About this task - Beginning with the first line below, please restate each line exactly, down to and including the line containing "pub use os::OsPrimitives;".

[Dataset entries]

'''

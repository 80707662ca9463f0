/*!
 * API Module
 * Low-level boundary: raw-parameter process API and its C ABI
 */

pub mod ffi;
mod process_api;

pub use process_api::{
    ProcessApi, SpawnParams, PARAM_ARGS_LIST_JSON, PARAM_COMMAND, PARAM_DIRECTORY,
    PARAM_EXECUTABLE, PARAM_OUTPUT_FILE,
};
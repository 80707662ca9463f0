/*!
 * Process Module
 * Typed requests, the primitives seam and execution-mode dispatch
 */

pub mod dispatch;
pub mod os;
pub mod primitives;
pub mod types;

pub use dispatch::{
    ProcessDispatcher, OP_CURRENT_PID, OP_KILL_BY_PID, OP_SPAWN, OP_SPAWN_SHELL,
};
pub use os::OsPrimitives;
pub use primitives::{PrimitiveError, ProcessPrimitives};
pub use types::{KillRequest, KillStatus, ShellSpawnRequest, SpawnRequest};
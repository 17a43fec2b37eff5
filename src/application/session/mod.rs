//! Application Session - 语音会话编排
//!
//! 会话层把域状态机（播报队列、音乐队列）、独占播放器、连接监督者
//! 与录音管线装配成每群组一个的 actor，再由注册表维护群组 → 会话映射

pub mod actor;
pub mod player;
pub mod recorder;
pub mod registry;
pub mod supervisor;

pub use actor::{SessionActor, SessionConfig, SessionHandle};
pub use player::{ExclusivePlayer, Producer};
pub use recorder::{RecorderConfig, RecordingInfo, RecordingSession};
pub use registry::{SessionDeps, SessionRegistry};
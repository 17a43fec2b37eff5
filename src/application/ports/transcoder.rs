//! Transcoder Port - 音频转码抽象
//!
//! 原始录音文件 → 可分发格式。转码任务由进程级有界并发池执行，
//! 单个任务失败只记录日志，不影响所属录音会话。

use async_trait::async_trait;
use std::path::Path;
use thiserror::Error;

/// 转码错误
#[derive(Debug, Error)]
pub enum TranscodeError {
    #[error("Invalid input: {0}")]
    InvalidInput(String),

    #[error("Encoding error: {0}")]
    EncodingError(String),

    #[error("IO error: {0}")]
    IoError(String),

    #[error("Worker unavailable")]
    WorkerUnavailable,
}

/// Transcoder Port
#[async_trait]
pub trait TranscoderPort: Send + Sync {
    /// 将原始音频文件转码为目标文件
    async fn transcode(&self, raw_path: &Path, target_path: &Path) -> Result<(), TranscodeError>;
}
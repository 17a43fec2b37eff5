//! Loopback Transport - 进程内传输实现
//!
//! 不接触网络的 `TransportPort` 实现：连接状态、在播音轨与接收事件
//! 全部可由外部驱动。用于测试与本地演示运行。

use async_trait::async_trait;
use std::sync::atomic::{AtomicBool, AtomicU8, Ordering};
use std::sync::{Arc, Mutex};
use std::time::Duration;
use tokio::sync::{mpsc, oneshot, watch, Notify};

use crate::application::ports::{
    ActiveTrack, AudioSource, ConnectionHandle, PlaybackEnd, ReceiveEvent, TrackControl,
    TransportError, TransportPort, VoiceReceiver,
};
use crate::domain::session::{ChannelRef, ConnectionState, Credentials};

/// Loopback 传输配置
#[derive(Debug, Clone)]
pub struct LoopbackTransportConfig {
    /// 入会后进入 Ready 的延迟；`None` 表示永不就绪（握手超时路径）
    pub ready_delay: Option<Duration>,
    /// 音轨自动以 Idle 终结的延迟；`None` 表示等待外部 `finish`
    pub auto_finish: Option<Duration>,
    /// 远端地址包含该子串时打开失败（自动跳过路径）
    pub fail_marker: Option<String>,
}

impl Default for LoopbackTransportConfig {
    fn default() -> Self {
        Self {
            ready_delay: Some(Duration::ZERO),
            auto_finish: None,
            fail_marker: None,
        }
    }
}

/// Loopback 传输
pub struct LoopbackTransport {
    config: LoopbackTransportConfig,
    connections: Mutex<Vec<Arc<LoopbackConnection>>>,
}

impl LoopbackTransport {
    pub fn new(config: LoopbackTransportConfig) -> Self {
        Self {
            config,
            connections: Mutex::new(Vec::new()),
        }
    }

    /// 最近一次 join 产生的连接
    pub fn last_connection(&self) -> Option<Arc<LoopbackConnection>> {
        lock(&self.connections).last().cloned()
    }

    /// 迄今 join 产生的连接总数
    pub fn connection_count(&self) -> usize {
        lock(&self.connections).len()
    }
}

#[async_trait]
impl TransportPort for LoopbackTransport {
    async fn join(
        &self,
        channel: &ChannelRef,
        _credentials: &Credentials,
    ) -> Result<Arc<dyn ConnectionHandle>, TransportError> {
        let connection = Arc::new(LoopbackConnection::new(self.config.clone()));
        tracing::debug!(channel = %channel, "Loopback connection created");

        match self.config.ready_delay {
            Some(delay) if delay.is_zero() => {
                connection.set_state(ConnectionState::Ready);
            }
            Some(delay) => {
                let conn = connection.clone();
                tokio::spawn(async move {
                    tokio::time::sleep(delay).await;
                    conn.set_state(ConnectionState::Ready);
                });
            }
            None => {}
        }

        lock(&self.connections).push(connection.clone());
        Ok(connection)
    }
}

/// 一条 loopback 连接
pub struct LoopbackConnection {
    config: LoopbackTransportConfig,
    states: watch::Sender<ConnectionState>,
    playbacks: Mutex<Vec<Arc<LoopbackTrack>>>,
    playback_added: Notify,
    feeds: Mutex<Vec<mpsc::UnboundedSender<ReceiveEvent>>>,
    left: AtomicBool,
}

impl LoopbackConnection {
    fn new(config: LoopbackTransportConfig) -> Self {
        let (states, _) = watch::channel(ConnectionState::Connecting);
        Self {
            config,
            states,
            playbacks: Mutex::new(Vec::new()),
            playback_added: Notify::new(),
            feeds: Mutex::new(Vec::new()),
            left: AtomicBool::new(false),
        }
    }

    /// 外部驱动连接状态（断线、恢复信号等）
    pub fn set_state(&self, state: ConnectionState) {
        self.states.send_replace(state);
    }

    /// 向所有接收流注入一个事件
    pub fn feed(&self, event: ReceiveEvent) {
        let mut feeds = lock(&self.feeds);
        feeds.retain(|tx| tx.send(event.clone()).is_ok());
    }

    /// 迄今打开过的全部音轨
    pub fn playbacks(&self) -> Vec<Arc<LoopbackTrack>> {
        lock(&self.playbacks).clone()
    }

    /// 等待至少 `count` 条音轨就位
    pub async fn wait_playbacks(&self, count: usize, timeout: Duration) -> bool {
        let deadline = tokio::time::Instant::now() + timeout;
        loop {
            let notified = self.playback_added.notified();
            tokio::pin!(notified);
            notified.as_mut().enable();

            if lock(&self.playbacks).len() >= count {
                return true;
            }
            tokio::select! {
                _ = &mut notified => {}
                _ = tokio::time::sleep_until(deadline) => return false,
            }
        }
    }

    pub fn left(&self) -> bool {
        self.left.load(Ordering::SeqCst)
    }
}

#[async_trait]
impl ConnectionHandle for LoopbackConnection {
    async fn play(&self, source: AudioSource) -> Result<ActiveTrack, TransportError> {
        if self.left() {
            return Err(TransportError::Closed);
        }
        if let (AudioSource::Remote(uri), Some(marker)) = (&source, &self.config.fail_marker) {
            if uri.contains(marker.as_str()) {
                return Err(TransportError::StreamOpenFailed(format!(
                    "cannot open stream: {}",
                    uri
                )));
            }
        }

        // 标签取可读内容，便于断言播放顺序
        let label = match &source {
            AudioSource::Bytes(data) => String::from_utf8_lossy(data).into_owned(),
            AudioSource::Remote(uri) => uri.clone(),
        };

        let (done_tx, done_rx) = oneshot::channel();
        let track = Arc::new(LoopbackTrack {
            label,
            paused: AtomicBool::new(false),
            volume: AtomicU8::new(100),
            done: Mutex::new(Some(done_tx)),
        });

        if let Some(delay) = self.config.auto_finish {
            let track = track.clone();
            tokio::spawn(async move {
                tokio::time::sleep(delay).await;
                track.finish(PlaybackEnd::Idle);
            });
        }

        lock(&self.playbacks).push(track.clone());
        self.playback_added.notify_waiters();

        Ok(ActiveTrack {
            control: Box::new(track),
            done: done_rx,
        })
    }

    fn receiver(&self) -> Box<dyn VoiceReceiver> {
        let (tx, rx) = mpsc::unbounded_channel();
        lock(&self.feeds).push(tx);
        Box::new(LoopbackReceiver { events: rx })
    }

    fn state_watch(&self) -> watch::Receiver<ConnectionState> {
        self.states.subscribe()
    }

    async fn leave(&self) {
        self.left.store(true, Ordering::SeqCst);
        // 丢弃接收端发送者，接收循环随之结束
        lock(&self.feeds).clear();
        for track in lock(&self.playbacks).iter() {
            track.finish(PlaybackEnd::Idle);
        }
        self.set_state(ConnectionState::Disconnected);
    }
}

/// 一条已打开的 loopback 音轨
pub struct LoopbackTrack {
    label: String,
    paused: AtomicBool,
    volume: AtomicU8,
    done: Mutex<Option<oneshot::Sender<PlaybackEnd>>>,
}

impl LoopbackTrack {
    pub fn label(&self) -> &str {
        &self.label
    }

    pub fn is_paused(&self) -> bool {
        self.paused.load(Ordering::SeqCst)
    }

    pub fn volume(&self) -> u8 {
        self.volume.load(Ordering::SeqCst)
    }

    /// 以给定结果终结音轨；重复调用是 no-op
    pub fn finish(&self, end: PlaybackEnd) {
        if let Some(tx) = lock(&self.done).take() {
            let _ = tx.send(end);
        }
    }

    pub fn is_finished(&self) -> bool {
        lock(&self.done).is_none()
    }
}

impl TrackControl for Arc<LoopbackTrack> {
    fn pause(&self) {
        self.paused.store(true, Ordering::SeqCst);
    }

    fn resume(&self) {
        self.paused.store(false, Ordering::SeqCst);
    }

    fn stop(&self) {
        self.finish(PlaybackEnd::Idle);
    }

    fn set_volume(&self, percent: u8) {
        self.volume.store(percent, Ordering::SeqCst);
    }
}

struct LoopbackReceiver {
    events: mpsc::UnboundedReceiver<ReceiveEvent>,
}

#[async_trait]
impl VoiceReceiver for LoopbackReceiver {
    async fn recv(&mut self) -> Option<ReceiveEvent> {
        self.events.recv().await
    }
}

/// 锁中毒时继续使用内部数据，loopback 状态不存在跨锁不变量
fn lock<T>(mutex: &Mutex<T>) -> std::sync::MutexGuard<'_, T> {
    mutex.lock().unwrap_or_else(|poisoned| poisoned.into_inner())
}
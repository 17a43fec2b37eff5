//! Configuration Loader
//!
//! 实现多源配置加载与合并逻辑
//!
//! 优先级（从高到低）：
//! 1. 环境变量
//! 2. 配置文件（config.toml）
//! 3. 默认值

use config::{Config, ConfigError as ConfigCrateError, Environment, File};
use std::path::Path;
use thiserror::Error;

use super::types::AppConfig;

/// 配置加载错误
#[derive(Debug, Error)]
pub enum ConfigError {
    #[error("Failed to load configuration: {0}")]
    LoadError(String),

    #[error("Failed to parse configuration: {0}")]
    ParseError(String),

    #[error("Configuration validation failed: {0}")]
    ValidationError(String),
}

impl From<ConfigCrateError> for ConfigError {
    fn from(err: ConfigCrateError) -> Self {
        ConfigError::LoadError(err.to_string())
    }
}

/// 配置文件搜索路径
const CONFIG_FILE_NAMES: &[&str] = &["config", "config.local"];

/// 加载应用配置
///
/// 按优先级从高到低合并配置：
/// 1. 环境变量（前缀 `CHORUS_`，层级分隔符 `__`）
/// 2. 配置文件（config.toml 或 config.local.toml）
/// 3. 默认值
///
/// # 环境变量示例
/// - `CHORUS_VOICE__TOKEN=xxxx`
/// - `CHORUS_VOICE__READY_TIMEOUT_SECS=10`
/// - `CHORUS_SYNTH__URL=http://synth:8000`
/// - `CHORUS_RECORDING__OUTPUT_DIR=/data/recordings`
pub fn load_config() -> Result<AppConfig, ConfigError> {
    load_config_from_path(None)
}

/// 从指定路径加载配置
///
/// # 参数
/// - `config_path` - 可选的配置文件路径，如果为 None 则使用默认搜索路径
pub fn load_config_from_path(config_path: Option<&Path>) -> Result<AppConfig, ConfigError> {
    let mut builder = Config::builder();

    // 1. 首先设置默认值（最低优先级）
    builder = builder
        .set_default("voice.token", "")?
        .set_default("voice.ready_timeout_secs", 10)?
        .set_default("voice.recover_timeout_secs", 5)?
        .set_default("announce.text_cap", 500)?
        .set_default("announce.default_language", "vi")?
        .set_default("music.max_consecutive_failures", 3)?
        .set_default("music.default_volume", 100)?
        .set_default("synth.url", "http://localhost:8000")?
        .set_default("synth.timeout_secs", 30)?
        .set_default("recording.output_dir", "data/recordings")?
        .set_default("recording.silence_timeout_ms", 500)?
        .set_default("recording.flush_grace_ms", 500)?
        .set_default("recording.max_concurrent_transcodes", 2)?
        .set_default("recording.transcode_queue_capacity", 256)?
        .set_default("recording.sample_rate", 48000)?
        .set_default("recording.channels", 2)?
        .set_default("log.level", "info")?
        .set_default("log.json", false)?;

    // 2. 添加配置文件（如果存在）
    if let Some(path) = config_path {
        builder = builder.add_source(File::from(path).required(true));
    } else {
        // 搜索默认配置文件
        for name in CONFIG_FILE_NAMES {
            builder = builder.add_source(File::with_name(name).required(false));
        }
    }

    // 3. 添加环境变量（最高优先级）
    // 前缀: CHORUS_
    // 层级分隔符: __ (双下划线)
    // 例如: CHORUS_SYNTH__URL=http://synth:8000
    builder = builder.add_source(
        Environment::with_prefix("CHORUS")
            .prefix_separator("_")
            .separator("__")
            .try_parsing(true),
    );

    // 4. 构建配置
    let config = builder.build()?;

    // 5. 反序列化为 AppConfig
    let app_config: AppConfig = config
        .try_deserialize()
        .map_err(|e| ConfigError::ParseError(format!("Failed to deserialize config: {}", e)))?;

    // 6. 验证配置
    validate_config(&app_config)?;

    Ok(app_config)
}

/// 验证配置有效性
fn validate_config(config: &AppConfig) -> Result<(), ConfigError> {
    if config.voice.ready_timeout_secs == 0 {
        return Err(ConfigError::ValidationError(
            "Ready timeout cannot be 0".to_string(),
        ));
    }

    if config.announce.text_cap == 0 {
        return Err(ConfigError::ValidationError(
            "Announcement text cap cannot be 0".to_string(),
        ));
    }

    if config.music.max_consecutive_failures == 0 {
        return Err(ConfigError::ValidationError(
            "Max consecutive failures cannot be 0".to_string(),
        ));
    }

    if config.synth.url.is_empty() {
        return Err(ConfigError::ValidationError(
            "Synth URL cannot be empty".to_string(),
        ));
    }

    if config.recording.max_concurrent_transcodes == 0 {
        return Err(ConfigError::ValidationError(
            "Max concurrent transcodes cannot be 0".to_string(),
        ));
    }

    Ok(())
}

/// 打印配置信息（用于启动时日志）
pub fn print_config(config: &AppConfig) {
    tracing::info!("=== Application Configuration ===");
    tracing::info!("Ready Timeout: {}s", config.voice.ready_timeout_secs);
    tracing::info!("Recover Timeout: {}s", config.voice.recover_timeout_secs);
    tracing::info!("Announce Text Cap: {} chars", config.announce.text_cap);
    tracing::info!("Announce Language: {}", config.announce.default_language);
    tracing::info!(
        "Music Failure Cap: {}",
        config.music.max_consecutive_failures
    );
    tracing::info!("Synth URL: {}", config.synth.url);
    tracing::info!("Synth Timeout: {}s", config.synth.timeout_secs);
    tracing::info!("Recording Directory: {:?}", config.recording.output_dir);
    tracing::info!(
        "Recording Silence Timeout: {}ms",
        config.recording.silence_timeout_ms
    );
    tracing::info!(
        "Transcode Concurrency: {}",
        config.recording.max_concurrent_transcodes
    );
    tracing::info!("Log Level: {}", config.log.level);
    tracing::info!("=================================");
}
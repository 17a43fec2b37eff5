//! Transport Port - 语音频道传输抽象
//!
//! 封装低层语音传输：入会/离会、音轨播放、按说话者的接收流、
//! 连接状态观察。具体网络协议不在核心范围内。

use async_trait::async_trait;
use std::sync::Arc;
use thiserror::Error;
use tokio::sync::{oneshot, watch};

use crate::domain::session::{ChannelRef, ConnectionState, Credentials, SpeakerId};

/// 传输层错误
#[derive(Debug, Error)]
pub enum TransportError {
    #[error("Join failed: {0}")]
    JoinFailed(String),

    #[error("Stream open failed: {0}")]
    StreamOpenFailed(String),

    #[error("Connection closed")]
    Closed,
}

/// 一段待播放的音频
#[derive(Debug)]
pub enum AudioSource {
    /// 内存中的完整音频数据（语音合成结果）
    Bytes(Vec<u8>),
    /// 远端流地址（音乐曲目，由传输层打开）
    Remote(String),
}

impl AudioSource {
    /// 日志用的简短描述
    pub fn describe(&self) -> String {
        match self {
            AudioSource::Bytes(data) => format!("bytes({})", data.len()),
            AudioSource::Remote(uri) => format!("remote({})", uri),
        }
    }
}

/// 音轨终结事件
///
/// 播放器级错误与正常播完同样处理：释放资源、推进所属队列
#[derive(Debug, Clone, PartialEq, Eq)]
pub enum PlaybackEnd {
    Idle,
    Error(String),
}

/// 在播音轨的控制句柄
pub trait TrackControl: Send + Sync {
    fn pause(&self);
    fn resume(&self);
    /// 请求停止；音轨随后以 Idle 终结
    fn stop(&self);
    fn set_volume(&self, percent: u8);
}

/// 一次 play 调用的产物：控制句柄 + 终结信号
///
/// 发送端被丢弃时接收方按 Idle 处理
pub struct ActiveTrack {
    pub control: Box<dyn TrackControl>,
    pub done: oneshot::Receiver<PlaybackEnd>,
}

/// 接收侧事件（按说话者）
#[derive(Debug, Clone)]
pub enum ReceiveEvent {
    /// 检测到某说话者开始说话
    SpeakingStart(SpeakerId),
    /// 收到一个音频包（静音分段由核心录音管线判定）
    Packet { speaker: SpeakerId, payload: Vec<u8> },
}

/// 按说话者的接收流
#[async_trait]
pub trait VoiceReceiver: Send {
    /// 下一个接收事件；连接关闭后返回 None
    async fn recv(&mut self) -> Option<ReceiveEvent>;
}

/// 已建立的语音连接句柄
///
/// 同一群组的三个生产者共享一个句柄；句柄从不跨群组共享
#[async_trait]
pub trait ConnectionHandle: Send + Sync {
    /// 打开并播放一段音频，返回在播音轨
    ///
    /// 打开失败（网络、解码器初始化等）以 `StreamOpenFailed` 返回
    async fn play(&self, source: AudioSource) -> Result<ActiveTrack, TransportError>;

    /// 订阅接收侧事件流
    fn receiver(&self) -> Box<dyn VoiceReceiver>;

    /// 连接状态观察端（监督者据此驱动重连状态机）
    fn state_watch(&self) -> watch::Receiver<ConnectionState>;

    /// 离开频道；返回后句柄失效
    async fn leave(&self);
}

/// Transport Port
#[async_trait]
pub trait TransportPort: Send + Sync {
    /// 加入语音频道（握手由监督者限时等待）
    async fn join(
        &self,
        channel: &ChannelRef,
        credentials: &Credentials,
    ) -> Result<Arc<dyn ConnectionHandle>, TransportError>;
}
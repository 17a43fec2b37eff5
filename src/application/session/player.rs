//! Exclusive Player - 独占播放器仲裁
//!
//! 每个群组只有一个播放资源，同一时刻最多一个生产者持有。
//! 仲裁策略:
//! - 播报拥有绝对优先级：音乐持有播放器时，播报抢占（音乐暂停而非停止），
//!   播报终结后播放器归还音乐并恢复播放
//! - 同一生产者重复 acquire 是幂等 no-op
//! - 低优先级生产者在高优先级持有期间 acquire 会排队等待，不忙轮询
//! - 播放器级错误与正常播完（Idle）同样处理

use std::sync::atomic::{AtomicU8, Ordering};
use std::sync::Arc;
use tokio::sync::{Mutex, Notify};

use crate::application::ports::{
    ActiveTrack, AudioSource, ConnectionHandle, PlaybackEnd, TrackControl, TransportError,
};

/// 竞争独占播放器的生产者
#[derive(Debug, Clone, Copy, PartialEq, Eq)]
pub enum Producer {
    Announcement,
    Music,
}

impl Producer {
    pub fn as_str(&self) -> &'static str {
        match self {
            Producer::Announcement => "announcement",
            Producer::Music => "music",
        }
    }
}

#[derive(Default)]
struct PlayerState {
    owner: Option<Producer>,
    /// 播报抢占期间置位；播报释放时据此归还音乐并恢复
    music_preempted: bool,
    music_control: Option<Box<dyn TrackControl>>,
    announcement_control: Option<Box<dyn TrackControl>>,
}

/// 独占播放器
///
/// 在会话 actor 与各生产者任务之间共享（Arc），内部状态由锁保护
pub struct ExclusivePlayer {
    connection: Arc<dyn ConnectionHandle>,
    state: Mutex<PlayerState>,
    handover: Notify,
    music_volume: AtomicU8,
}

impl ExclusivePlayer {
    pub fn new(connection: Arc<dyn ConnectionHandle>, initial_volume: u8) -> Self {
        Self {
            connection,
            state: Mutex::new(PlayerState::default()),
            handover: Notify::new(),
            music_volume: AtomicU8::new(initial_volume),
        }
    }

    /// 获取播放器
    ///
    /// 播报对音乐立即抢占；音乐在播报持有期间排队等待释放
    pub async fn acquire(&self, producer: Producer) -> bool {
        loop {
            let notified = self.handover.notified();
            tokio::pin!(notified);
            notified.as_mut().enable();

            {
                let mut state = self.state.lock().await;
                match state.owner {
                    None => {
                        state.owner = Some(producer);
                        return true;
                    }
                    Some(current) if current == producer => return true,
                    Some(Producer::Music) if producer == Producer::Announcement => {
                        // 抢占：暂停音乐，交接播放器
                        if let Some(control) = &state.music_control {
                            control.pause();
                        }
                        state.music_preempted = true;
                        state.owner = Some(Producer::Announcement);
                        tracing::debug!("Announcement preempted music playback");
                        return true;
                    }
                    // 音乐在播报持有期间等待交还
                    Some(_) => {}
                }
            }

            notified.await;
        }
    }

    /// 释放播放器
    ///
    /// 播报释放时若存在被抢占的音乐，播放器直接归还音乐并恢复播放
    pub async fn release(&self, producer: Producer) {
        {
            let mut state = self.state.lock().await;
            if state.owner != Some(producer) {
                return;
            }
            match producer {
                Producer::Announcement => {
                    state.announcement_control = None;
                    if state.music_preempted {
                        state.owner = Some(Producer::Music);
                        state.music_preempted = false;
                        if let Some(control) = &state.music_control {
                            control.resume();
                        }
                        tracing::debug!("Player returned to music, playback resumed");
                    } else {
                        state.owner = None;
                    }
                }
                Producer::Music => {
                    state.music_control = None;
                    state.music_preempted = false;
                    state.owner = None;
                }
            }
        }
        self.handover.notify_waiters();
    }

    /// 播放一段音频并等待终结
    ///
    /// 打开失败以 `TransportError` 返回；播放中的错误作为 `PlaybackEnd::Error`
    /// 返回，调用方与 Idle 同样处理
    pub async fn play(
        &self,
        producer: Producer,
        source: AudioSource,
    ) -> Result<PlaybackEnd, TransportError> {
        tracing::debug!(producer = producer.as_str(), source = %source.describe(), "Opening track");
        let ActiveTrack { control, done } = self.connection.play(source).await?;

        {
            let mut state = self.state.lock().await;
            match producer {
                Producer::Music => {
                    control.set_volume(self.music_volume.load(Ordering::Relaxed));
                    // 就位时已被播报抢占的音乐保持暂停，待播报释放时恢复
                    if state.music_preempted || state.owner == Some(Producer::Announcement) {
                        control.pause();
                        state.music_preempted = true;
                    }
                    state.music_control = Some(control);
                }
                Producer::Announcement => {
                    state.announcement_control = Some(control);
                }
            }
        }

        // 发送端被丢弃视为正常终结
        let end = done.await.unwrap_or(PlaybackEnd::Idle);

        let mut state = self.state.lock().await;
        match producer {
            Producer::Music => state.music_control = None,
            Producer::Announcement => state.announcement_control = None,
        }

        Ok(end)
    }

    /// 停止指定生产者的在播音轨（随后以 Idle 终结）
    pub async fn stop(&self, producer: Producer) {
        let state = self.state.lock().await;
        let control = match producer {
            Producer::Music => state.music_control.as_ref(),
            Producer::Announcement => state.announcement_control.as_ref(),
        };
        if let Some(control) = control {
            control.stop();
        }
    }

    /// 调整音乐音量，对在播音轨立即生效，同时作用于后续音轨
    pub async fn set_volume(&self, percent: u8) {
        self.music_volume.store(percent, Ordering::Relaxed);
        let state = self.state.lock().await;
        if let Some(control) = &state.music_control {
            control.set_volume(percent);
        }
    }

    pub async fn owner(&self) -> Option<Producer> {
        self.state.lock().await.owner
    }
}

#[cfg(test)]
mod tests {
    use super::*;
    use crate::application::ports::TransportPort;
    use crate::domain::session::{ChannelRef, Credentials};
    use crate::infrastructure::adapters::{LoopbackTransport, LoopbackTransportConfig};
    use std::time::Duration;

    async fn player_fixture() -> (
        Arc<crate::infrastructure::adapters::LoopbackConnection>,
        Arc<ExclusivePlayer>,
    ) {
        let transport = LoopbackTransport::new(LoopbackTransportConfig::default());
        let connection = transport
            .join(&ChannelRef::new("ch"), &Credentials::default())
            .await
            .unwrap();
        let loopback = transport.last_connection().unwrap();
        let player = Arc::new(ExclusivePlayer::new(connection, 100));
        (loopback, player)
    }

    #[tokio::test]
    async fn test_acquire_is_idempotent_for_same_producer() {
        let (_conn, player) = player_fixture().await;
        assert!(player.acquire(Producer::Music).await);
        assert!(player.acquire(Producer::Music).await);
        assert_eq!(player.owner().await, Some(Producer::Music));
    }

    #[tokio::test]
    async fn test_announcement_preempts_and_returns_player() {
        let (conn, player) = player_fixture().await;

        assert!(player.acquire(Producer::Music).await);
        let music = {
            let player = player.clone();
            tokio::spawn(async move {
                player
                    .play(Producer::Music, AudioSource::Remote("song-a".into()))
                    .await
            })
        };

        // 等音乐音轨就位
        conn.wait_playbacks(1, Duration::from_secs(2)).await;
        let music_track = conn.playbacks()[0].clone();
        assert!(!music_track.is_paused());

        // 播报抢占：音乐被暂停
        assert!(player.acquire(Producer::Announcement).await);
        assert!(music_track.is_paused());
        assert_eq!(player.owner().await, Some(Producer::Announcement));

        // 播报释放：播放器归还音乐并恢复
        player.release(Producer::Announcement).await;
        assert!(!music_track.is_paused());
        assert_eq!(player.owner().await, Some(Producer::Music));

        music_track.finish(PlaybackEnd::Idle);
        let end = music.await.unwrap().unwrap();
        assert_eq!(end, PlaybackEnd::Idle);
    }

    #[tokio::test]
    async fn test_music_waits_while_announcement_holds() {
        let (_conn, player) = player_fixture().await;

        assert!(player.acquire(Producer::Announcement).await);

        let waiting = {
            let player = player.clone();
            tokio::spawn(async move { player.acquire(Producer::Music).await })
        };

        // 播报持有期间音乐拿不到播放器
        tokio::time::sleep(Duration::from_millis(50)).await;
        assert!(!waiting.is_finished());

        player.release(Producer::Announcement).await;
        assert!(waiting.await.unwrap());
        assert_eq!(player.owner().await, Some(Producer::Music));
    }

    #[tokio::test]
    async fn test_release_by_non_owner_is_noop() {
        let (_conn, player) = player_fixture().await;
        assert!(player.acquire(Producer::Music).await);
        player.release(Producer::Announcement).await;
        assert_eq!(player.owner().await, Some(Producer::Music));
    }
}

'''

Output -
repository 80707662ca9463f0
/*!
 * API Module
 * Low-level boundary: raw-parameter process API and its C ABI
 */

pub mod ffi;
mod process_api;

pub use process_api::{
    ProcessApi, SpawnParams, PARAM_ARGS_LIST_JSON, PARAM_COMMAND, PARAM_DIRECTORY,
    PARAM_EXECUTABLE, PARAM_OUTPUT_FILE,
};
repository 80707662ca9463f0
/*!
 * Process Module
 * Typed requests, the primitives seam and execution-mode dispatch
 */

pub mod dispatch;
pub mod os;
pub mod primitives;
pub mod types;

pub use dispatch::{
    ProcessDispatcher, OP_CURRENT_PID, OP_KILL_BY_PID, OP_SPAWN, OP_SPAWN_SHELL,
};
pub use os::OsPrimitives;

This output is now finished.